-- Excerpted data --
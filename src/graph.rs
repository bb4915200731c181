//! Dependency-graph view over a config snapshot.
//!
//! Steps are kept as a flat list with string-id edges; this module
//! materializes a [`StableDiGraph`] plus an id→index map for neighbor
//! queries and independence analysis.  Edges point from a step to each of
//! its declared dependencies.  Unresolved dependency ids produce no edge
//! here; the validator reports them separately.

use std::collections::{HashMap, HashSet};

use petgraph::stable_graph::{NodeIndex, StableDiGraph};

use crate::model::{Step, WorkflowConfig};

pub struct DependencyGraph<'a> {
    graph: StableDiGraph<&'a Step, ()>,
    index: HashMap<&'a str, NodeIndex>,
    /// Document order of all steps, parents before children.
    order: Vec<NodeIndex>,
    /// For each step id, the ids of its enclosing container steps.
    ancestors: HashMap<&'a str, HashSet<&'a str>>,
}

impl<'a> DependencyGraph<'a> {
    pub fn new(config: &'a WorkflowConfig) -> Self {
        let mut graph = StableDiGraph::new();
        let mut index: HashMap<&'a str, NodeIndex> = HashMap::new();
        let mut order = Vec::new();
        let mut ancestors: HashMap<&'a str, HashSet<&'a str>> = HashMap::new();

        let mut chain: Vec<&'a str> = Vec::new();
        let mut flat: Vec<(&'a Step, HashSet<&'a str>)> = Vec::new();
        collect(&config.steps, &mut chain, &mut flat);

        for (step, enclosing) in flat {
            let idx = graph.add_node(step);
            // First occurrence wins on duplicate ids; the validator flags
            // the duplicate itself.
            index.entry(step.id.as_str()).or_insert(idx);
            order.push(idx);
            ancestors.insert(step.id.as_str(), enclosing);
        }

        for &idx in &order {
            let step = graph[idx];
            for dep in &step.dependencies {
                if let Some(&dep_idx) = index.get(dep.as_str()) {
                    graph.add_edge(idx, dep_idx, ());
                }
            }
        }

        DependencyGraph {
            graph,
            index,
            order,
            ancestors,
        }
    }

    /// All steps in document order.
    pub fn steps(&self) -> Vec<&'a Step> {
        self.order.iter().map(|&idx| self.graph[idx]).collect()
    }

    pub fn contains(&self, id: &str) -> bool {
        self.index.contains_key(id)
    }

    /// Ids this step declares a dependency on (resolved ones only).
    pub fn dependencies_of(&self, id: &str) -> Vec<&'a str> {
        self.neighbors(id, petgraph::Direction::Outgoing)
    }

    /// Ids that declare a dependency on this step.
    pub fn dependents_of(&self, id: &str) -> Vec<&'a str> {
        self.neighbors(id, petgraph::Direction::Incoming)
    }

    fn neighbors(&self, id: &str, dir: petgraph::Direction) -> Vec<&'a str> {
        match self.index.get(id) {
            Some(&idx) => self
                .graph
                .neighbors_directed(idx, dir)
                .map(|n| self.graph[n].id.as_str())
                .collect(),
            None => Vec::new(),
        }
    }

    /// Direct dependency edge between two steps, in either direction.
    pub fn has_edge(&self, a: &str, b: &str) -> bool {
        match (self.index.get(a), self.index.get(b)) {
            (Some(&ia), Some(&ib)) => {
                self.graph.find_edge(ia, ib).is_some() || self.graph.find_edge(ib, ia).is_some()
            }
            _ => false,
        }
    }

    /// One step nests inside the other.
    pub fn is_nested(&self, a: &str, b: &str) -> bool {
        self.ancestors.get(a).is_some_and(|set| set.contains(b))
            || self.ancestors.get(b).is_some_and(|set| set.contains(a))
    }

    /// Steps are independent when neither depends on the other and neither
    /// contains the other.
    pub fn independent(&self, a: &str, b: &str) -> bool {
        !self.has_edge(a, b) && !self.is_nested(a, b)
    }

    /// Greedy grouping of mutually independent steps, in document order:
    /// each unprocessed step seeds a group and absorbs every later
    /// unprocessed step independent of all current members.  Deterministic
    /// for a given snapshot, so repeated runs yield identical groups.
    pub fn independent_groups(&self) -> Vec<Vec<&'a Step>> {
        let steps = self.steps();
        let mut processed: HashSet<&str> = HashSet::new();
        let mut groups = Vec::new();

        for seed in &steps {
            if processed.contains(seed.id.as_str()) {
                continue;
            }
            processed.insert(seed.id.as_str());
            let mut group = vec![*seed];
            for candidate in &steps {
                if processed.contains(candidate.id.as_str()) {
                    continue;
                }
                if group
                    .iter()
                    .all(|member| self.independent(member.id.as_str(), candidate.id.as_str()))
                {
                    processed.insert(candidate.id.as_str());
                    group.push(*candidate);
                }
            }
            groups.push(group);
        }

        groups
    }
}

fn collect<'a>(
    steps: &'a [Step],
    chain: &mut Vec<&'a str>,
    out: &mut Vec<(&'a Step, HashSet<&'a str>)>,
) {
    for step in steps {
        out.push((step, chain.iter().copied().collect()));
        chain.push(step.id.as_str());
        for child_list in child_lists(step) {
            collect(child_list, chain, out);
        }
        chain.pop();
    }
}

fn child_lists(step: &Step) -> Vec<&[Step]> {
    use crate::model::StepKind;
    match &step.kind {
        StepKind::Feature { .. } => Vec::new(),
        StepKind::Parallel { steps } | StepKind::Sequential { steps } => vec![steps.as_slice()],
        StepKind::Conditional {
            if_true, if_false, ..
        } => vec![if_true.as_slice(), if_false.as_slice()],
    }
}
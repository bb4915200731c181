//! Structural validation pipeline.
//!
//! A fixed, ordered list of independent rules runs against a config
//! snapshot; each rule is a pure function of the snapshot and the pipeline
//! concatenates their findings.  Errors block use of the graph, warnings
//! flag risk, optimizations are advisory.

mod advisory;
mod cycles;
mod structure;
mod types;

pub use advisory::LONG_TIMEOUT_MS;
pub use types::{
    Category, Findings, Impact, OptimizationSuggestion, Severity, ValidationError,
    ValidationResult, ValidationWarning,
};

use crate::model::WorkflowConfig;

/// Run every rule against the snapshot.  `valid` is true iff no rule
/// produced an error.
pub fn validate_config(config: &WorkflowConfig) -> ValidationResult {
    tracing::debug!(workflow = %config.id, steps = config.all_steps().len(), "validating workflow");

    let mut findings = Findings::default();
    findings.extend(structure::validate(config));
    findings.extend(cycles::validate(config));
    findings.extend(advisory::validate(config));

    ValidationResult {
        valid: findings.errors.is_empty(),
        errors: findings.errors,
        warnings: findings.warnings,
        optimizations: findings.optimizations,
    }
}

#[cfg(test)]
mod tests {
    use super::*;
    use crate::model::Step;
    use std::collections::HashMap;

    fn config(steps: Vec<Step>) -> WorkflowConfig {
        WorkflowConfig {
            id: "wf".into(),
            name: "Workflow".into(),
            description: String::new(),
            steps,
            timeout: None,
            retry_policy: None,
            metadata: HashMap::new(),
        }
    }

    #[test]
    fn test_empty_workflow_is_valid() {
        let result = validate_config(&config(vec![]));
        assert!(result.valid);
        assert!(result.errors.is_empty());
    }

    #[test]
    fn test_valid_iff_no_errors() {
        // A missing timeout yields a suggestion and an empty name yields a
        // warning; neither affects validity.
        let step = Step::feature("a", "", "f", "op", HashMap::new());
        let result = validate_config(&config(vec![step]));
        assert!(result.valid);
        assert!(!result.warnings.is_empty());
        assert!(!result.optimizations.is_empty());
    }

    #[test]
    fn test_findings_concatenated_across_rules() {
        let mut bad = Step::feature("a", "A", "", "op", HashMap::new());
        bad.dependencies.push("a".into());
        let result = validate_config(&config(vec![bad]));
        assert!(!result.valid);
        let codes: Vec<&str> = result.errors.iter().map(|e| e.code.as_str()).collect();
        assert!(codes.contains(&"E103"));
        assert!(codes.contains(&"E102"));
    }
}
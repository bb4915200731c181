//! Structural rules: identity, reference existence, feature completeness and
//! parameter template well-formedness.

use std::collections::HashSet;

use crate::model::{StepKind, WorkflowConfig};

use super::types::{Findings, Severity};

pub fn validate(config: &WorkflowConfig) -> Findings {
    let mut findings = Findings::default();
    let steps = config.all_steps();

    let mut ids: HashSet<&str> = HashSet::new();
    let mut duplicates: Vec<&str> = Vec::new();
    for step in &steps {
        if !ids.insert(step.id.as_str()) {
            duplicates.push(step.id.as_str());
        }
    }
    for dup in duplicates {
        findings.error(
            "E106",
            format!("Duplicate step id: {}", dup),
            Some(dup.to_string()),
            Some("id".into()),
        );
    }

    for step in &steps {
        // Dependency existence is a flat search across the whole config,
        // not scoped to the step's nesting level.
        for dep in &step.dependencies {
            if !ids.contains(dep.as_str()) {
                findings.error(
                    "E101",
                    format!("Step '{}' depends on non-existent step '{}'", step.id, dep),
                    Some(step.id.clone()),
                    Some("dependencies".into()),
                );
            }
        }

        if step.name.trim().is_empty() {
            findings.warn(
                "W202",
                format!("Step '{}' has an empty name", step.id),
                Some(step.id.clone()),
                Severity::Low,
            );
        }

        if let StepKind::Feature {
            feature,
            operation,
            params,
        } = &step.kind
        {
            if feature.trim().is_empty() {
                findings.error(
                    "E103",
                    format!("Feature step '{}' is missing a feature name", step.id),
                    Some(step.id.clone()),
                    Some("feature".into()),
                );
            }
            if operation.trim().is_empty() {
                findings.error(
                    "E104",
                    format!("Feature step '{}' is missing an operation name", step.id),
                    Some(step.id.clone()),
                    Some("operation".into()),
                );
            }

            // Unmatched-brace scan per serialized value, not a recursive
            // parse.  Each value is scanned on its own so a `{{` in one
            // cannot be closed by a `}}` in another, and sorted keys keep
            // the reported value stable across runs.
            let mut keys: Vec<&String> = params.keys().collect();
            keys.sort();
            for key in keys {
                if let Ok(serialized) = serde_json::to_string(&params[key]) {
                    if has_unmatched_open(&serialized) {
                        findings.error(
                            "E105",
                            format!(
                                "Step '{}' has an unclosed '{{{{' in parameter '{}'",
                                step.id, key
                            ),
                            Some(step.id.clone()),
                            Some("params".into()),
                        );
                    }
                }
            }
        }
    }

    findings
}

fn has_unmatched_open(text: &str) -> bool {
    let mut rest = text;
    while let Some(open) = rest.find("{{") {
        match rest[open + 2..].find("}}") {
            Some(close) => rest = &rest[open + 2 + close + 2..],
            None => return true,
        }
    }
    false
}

-- Brief --
Only the number is wanted: how many lines in the data include the string "candidate"?

-- Answer box --
5